[SOURCE DATA — start]
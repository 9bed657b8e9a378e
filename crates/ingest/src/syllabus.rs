//! Keyword heuristics over syllabus text.

use serde::{Deserialize, Serialize};

/// Entries kept per section.
pub const MAX_SECTION_ENTRIES: usize = 20;

/// Characters of the source kept in `raw_content`.
pub const RAW_CONTENT_CHARS: usize = 2000;

/// Sections recognized in a syllabus.
#[derive(Debug, Clone, Copy, PartialEq, Eq)]
enum Section {
    Topics,
    Prerequisites,
    LearningOutcomes,
    Schedule,
}

impl Section {
    /// Keywords per section, checked in order. The first section with a
    /// matching keyword wins.
    const KEYWORDS: &'static [(Section, &'static [&'static str])] = &[
        (
            Section::Topics,
            &["topics", "outline", "content", "syllabus", "curriculum"],
        ),
        (
            Section::Prerequisites,
            &["prerequisites", "requirements", "required"],
        ),
        (
            Section::LearningOutcomes,
            &["outcomes", "objectives", "goals", "learning"],
        ),
        (
            Section::Schedule,
            &["schedule", "timeline", "week", "module", "unit"],
        ),
    ];

    fn detect(line_lower: &str) -> Option<Self> {
        Self::KEYWORDS
            .iter()
            .find(|(_, keys)| keys.iter().any(|key| line_lower.contains(key)))
            .map(|(section, _)| *section)
    }
}

/// Sections pulled out of a syllabus.
#[derive(Debug, Clone, Default, PartialEq, Serialize, Deserialize)]
pub struct SyllabusStructure {
    pub topics: Vec<String>,
    pub prerequisites: Vec<String>,
    pub learning_outcomes: Vec<String>,
    pub schedule: Vec<String>,
    pub raw_content: String,
}

impl SyllabusStructure {
    fn section_mut(&mut self, section: Section) -> &mut Vec<String> {
        match section {
            Section::Topics => &mut self.topics,
            Section::Prerequisites => &mut self.prerequisites,
            Section::LearningOutcomes => &mut self.learning_outcomes,
            Section::Schedule => &mut self.schedule,
        }
    }
}

/// Split syllabus text into keyword sections.
///
/// A line containing a section keyword switches the current section and is
/// itself recorded. Non-blank lines are appended to the current section
/// without duplicates; each section keeps at most [`MAX_SECTION_ENTRIES`].
pub fn parse_syllabus_structure(content: &str) -> SyllabusStructure {
    let mut structure = SyllabusStructure {
        raw_content: content.chars().take(RAW_CONTENT_CHARS).collect(),
        ..Default::default()
    };

    let mut current = None;
    for line in content.split('\n') {
        let trimmed = line.trim();
        if let Some(section) = Section::detect(&trimmed.to_lowercase()) {
            current = Some(section);
        }

        let Some(section) = current else { continue };
        if trimmed.is_empty() {
            continue;
        }

        let entries = structure.section_mut(section);
        if !entries.iter().any(|entry| entry == trimmed) {
            entries.push(trimmed.to_string());
        }
    }

    for section in [
        &mut structure.topics,
        &mut structure.prerequisites,
        &mut structure.learning_outcomes,
        &mut structure.schedule,
    ] {
        section.truncate(MAX_SECTION_ENTRIES);
    }

    structure
}

#[cfg(test)]
mod tests {
    use super::*;

    #[test]
    fn test_sections_are_detected() {
        let text = "Intro to Deep Nets\n\
                    Course Outline\n\
                    Neural networks\n\
                    \n\
                    Prerequisites\n\
                    Linear algebra\n\
                    Objectives\n\
                    Train a CNN\n\
                    Schedule\n\
                    Week 1: MLPs\n";
        let structure = parse_syllabus_structure(text);

        // Lines before the first keyword are skipped
        assert_eq!(structure.topics, vec!["Course Outline", "Neural networks"]);
        assert_eq!(structure.prerequisites, vec!["Prerequisites", "Linear algebra"]);
        assert_eq!(structure.learning_outcomes, vec!["Objectives", "Train a CNN"]);
        assert_eq!(structure.schedule, vec!["Schedule", "Week 1: MLPs"]);
    }

    #[test]
    fn test_first_matching_section_wins() {
        // "learning" and "week" both appear; outcomes come before schedule
        let structure = parse_syllabus_structure("Learning goals for week 3");
        assert_eq!(structure.learning_outcomes, vec!["Learning goals for week 3"]);
        assert!(structure.schedule.is_empty());
    }

    #[test]
    fn test_duplicates_dropped_and_capped() {
        let mut text = String::from("Topics\nrepeat\nrepeat\n");
        for i in 0..30 {
            text.push_str(&format!("item {}\n", i));
        }
        let structure = parse_syllabus_structure(&text);
        assert_eq!(structure.topics.len(), MAX_SECTION_ENTRIES);
        assert_eq!(
            structure.topics.iter().filter(|t| *t == "repeat").count(),
            1
        );
    }

    #[test]
    fn test_raw_content_is_prefix() {
        let text = "é".repeat(3000);
        let structure = parse_syllabus_structure(&text);
        assert_eq!(structure.raw_content.chars().count(), RAW_CONTENT_CHARS);

        let short = parse_syllabus_structure("tiny");
        assert_eq!(short.raw_content, "tiny");
    }
}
[SOURCE DATA — finish]
§ **TASK DESCRIPTION**
In the data above, find the line that contains "pub struct SyllabusStructure" and the line that contains "Course Outline\n\". Repeat exactly those lines and every line between them, and only those.

§ **EXERCISE RESPONSE**
pub struct SyllabusStructure {
    pub topics: Vec<String>,
    pub prerequisites: Vec<String>,
    pub learning_outcomes: Vec<String>,
    pub schedule: Vec<String>,
    pub raw_content: String,
}

impl SyllabusStructure {
    fn section_mut(&mut self, section: Section) -> &mut Vec<String> {
        match section {
            Section::Topics => &mut self.topics,
            Section::Prerequisites => &mut self.prerequisites,
            Section::LearningOutcomes => &mut self.learning_outcomes,
            Section::Schedule => &mut self.schedule,
        }
    }
}

/// Split syllabus text into keyword sections.
///
/// A line containing a section keyword switches the current section and is
/// itself recorded. Non-blank lines are appended to the current section
/// without duplicates; each section keeps at most [`MAX_SECTION_ENTRIES`].
pub fn parse_syllabus_structure(content: &str) -> SyllabusStructure {
    let mut structure = SyllabusStructure {
        raw_content: content.chars().take(RAW_CONTENT_CHARS).collect(),
        ..Default::default()
    };

    let mut current = None;
    for line in content.split('\n') {
        let trimmed = line.trim();
        if let Some(section) = Section::detect(&trimmed.to_lowercase()) {
            current = Some(section);
        }

        let Some(section) = current else { continue };
        if trimmed.is_empty() {
            continue;
        }

        let entries = structure.section_mut(section);
        if !entries.iter().any(|entry| entry == trimmed) {
            entries.push(trimmed.to_string());
        }
    }

    for section in [
        &mut structure.topics,
        &mut structure.prerequisites,
        &mut structure.learning_outcomes,
        &mut structure.schedule,
    ] {
        section.truncate(MAX_SECTION_ENTRIES);
    }

    structure
}

#[cfg(test)]
mod tests {
    use super::*;

    #[test]
    fn test_sections_are_detected() {
        let text = "Intro to Deep Nets\n\
                    Course Outline\n\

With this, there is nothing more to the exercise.